Kirinji Kazuharu, real name Kazuharu Tarusawa (9 March 1953 – 1 March 2021) was a sumo wrestler from Kashiwa, Chiba Prefecture, Japan. He made his professional debut in 1967, reaching the top makuuchi division in 1974. His highest rank was sekiwake. During his long career he won several awards and set a number of longevity records. Upon his retirement in 1988 he became a sumo coach and elder of the Japan Sumo Association, until reaching 65 years of age in 2018.

==Career==
He made his professional debut in May 1967 at the age of just 14, joining Nishonoseki stable. At first he fought under his own surname of Tarusawa, before adopting the shikona of Kirinji in January 1974 upon promotion to the second highest jūryō division. The shikona had previously been used by one of his stablemates, ozeki Daikirin.
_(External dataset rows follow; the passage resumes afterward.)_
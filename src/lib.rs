//! Block Editor - document model and license-gated codec for the article builder
//!
//! This crate provides the block document model behind the article builder:
//! the per-kind text codec, markup renderer, JSON/markup importer, the
//! license gate with its tamper-evident signatures, and the editor runtime
//! that ties them to an ordered block store.

pub mod categories;
pub mod config;
pub mod core;
pub mod import;
pub mod license;
pub mod render;
pub mod runtime;
pub mod theme;

#[cfg(test)]
mod tests;

#[cfg(target_arch = "wasm32")]
pub mod wasm_api;

// Re-export commonly used types
pub use config::EditorOptions;
pub use crate::core::{BlockRecord, EditorId, LockedBlockRecord, StoredBlock};
pub use crate::core::registry::Registry;
pub use license::LicenseGate;
pub use render::premium::PremiumModule;
pub use runtime::{Editor, EditorError, EditorManager};

/// Library version
pub const VERSION: &str = env!("CARGO_PKG_VERSION");
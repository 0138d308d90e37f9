//! Geographic and projected point types.

use serde::{Deserialize, Serialize};

use crate::crs::UtmZone;

/// A WGS84 position in decimal degrees.
#[derive(Debug, Clone, Copy, PartialEq, Serialize, Deserialize)]
pub struct GeographicPoint {
    pub lon: f64,
    pub lat: f64,
}

impl GeographicPoint {
    pub fn new(lon: f64, lat: f64) -> Self {
        Self { lon, lat }
    }

    /// Check that longitude is in [-180, 180] and latitude in [-90, 90].
    pub fn is_valid(&self) -> bool {
        (-180.0..=180.0).contains(&self.lon) && (-90.0..=90.0).contains(&self.lat)
    }

    /// GeoJSON position order: `[lon, lat]`.
    pub fn to_position(&self) -> [f64; 2] {
        [self.lon, self.lat]
    }
}

/// A UTM position in meters.
///
/// Easting carries the 500 000 m false easting; in the southern hemisphere
/// northing carries the 10 000 000 m false northing.
#[derive(Debug, Clone, Copy, PartialEq, Serialize, Deserialize)]
pub struct ProjectedPoint {
    pub easting: f64,
    pub northing: f64,
    pub zone: UtmZone,
}

impl ProjectedPoint {
    pub fn new(easting: f64, northing: f64, zone: UtmZone) -> Self {
        Self {
            easting,
            northing,
            zone,
        }
    }
}

#[cfg(test)]
mod tests {
    use super::*;

    #[test]
    fn test_point_validity() {
        assert!(GeographicPoint::new(-180.0, 90.0).is_valid());
        assert!(GeographicPoint::new(12.5, -45.0).is_valid());
        assert!(!GeographicPoint::new(181.0, 0.0).is_valid());
        assert!(!GeographicPoint::new(0.0, -90.5).is_valid());
    }

    #[test]
    fn test_position_order() {
        assert_eq!(GeographicPoint::new(12.7, 41.8).to_position(), [12.7, 41.8]);
    }
}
Kirinji reached the top makuuchi division in September 1974 and remained there for 84 tournaments, a record at the time second only to Takamiyama's 97. The run was not consecutive however, as he dropped to jūryō briefly in November 1979 after sitting out the previous tournament through injury. He fought in 1221 top division bouts in total, the eleventh highest in history. He spent ten tournaments at komusubi rank, the first in March 1975 and the last thirteen years later in January 1988, making him one of the oldest postwar sanyaku wrestlers. He reached his highest rank of sekiwake for the first time in July 1975 and held it on seven occasions in total. He never won a top division tournament but was a runner-up on two occasions, to Kitanoumi in September 1978 and to Chiyonofuji in March 1982. He won eleven sanshō, or special prizes, placing him joint tenth on the all-time list, and earned six kinboshi or gold stars for defeating yokozuna. His last kinboshi against Onokuni in May 1988 came just two tournaments before his retirement.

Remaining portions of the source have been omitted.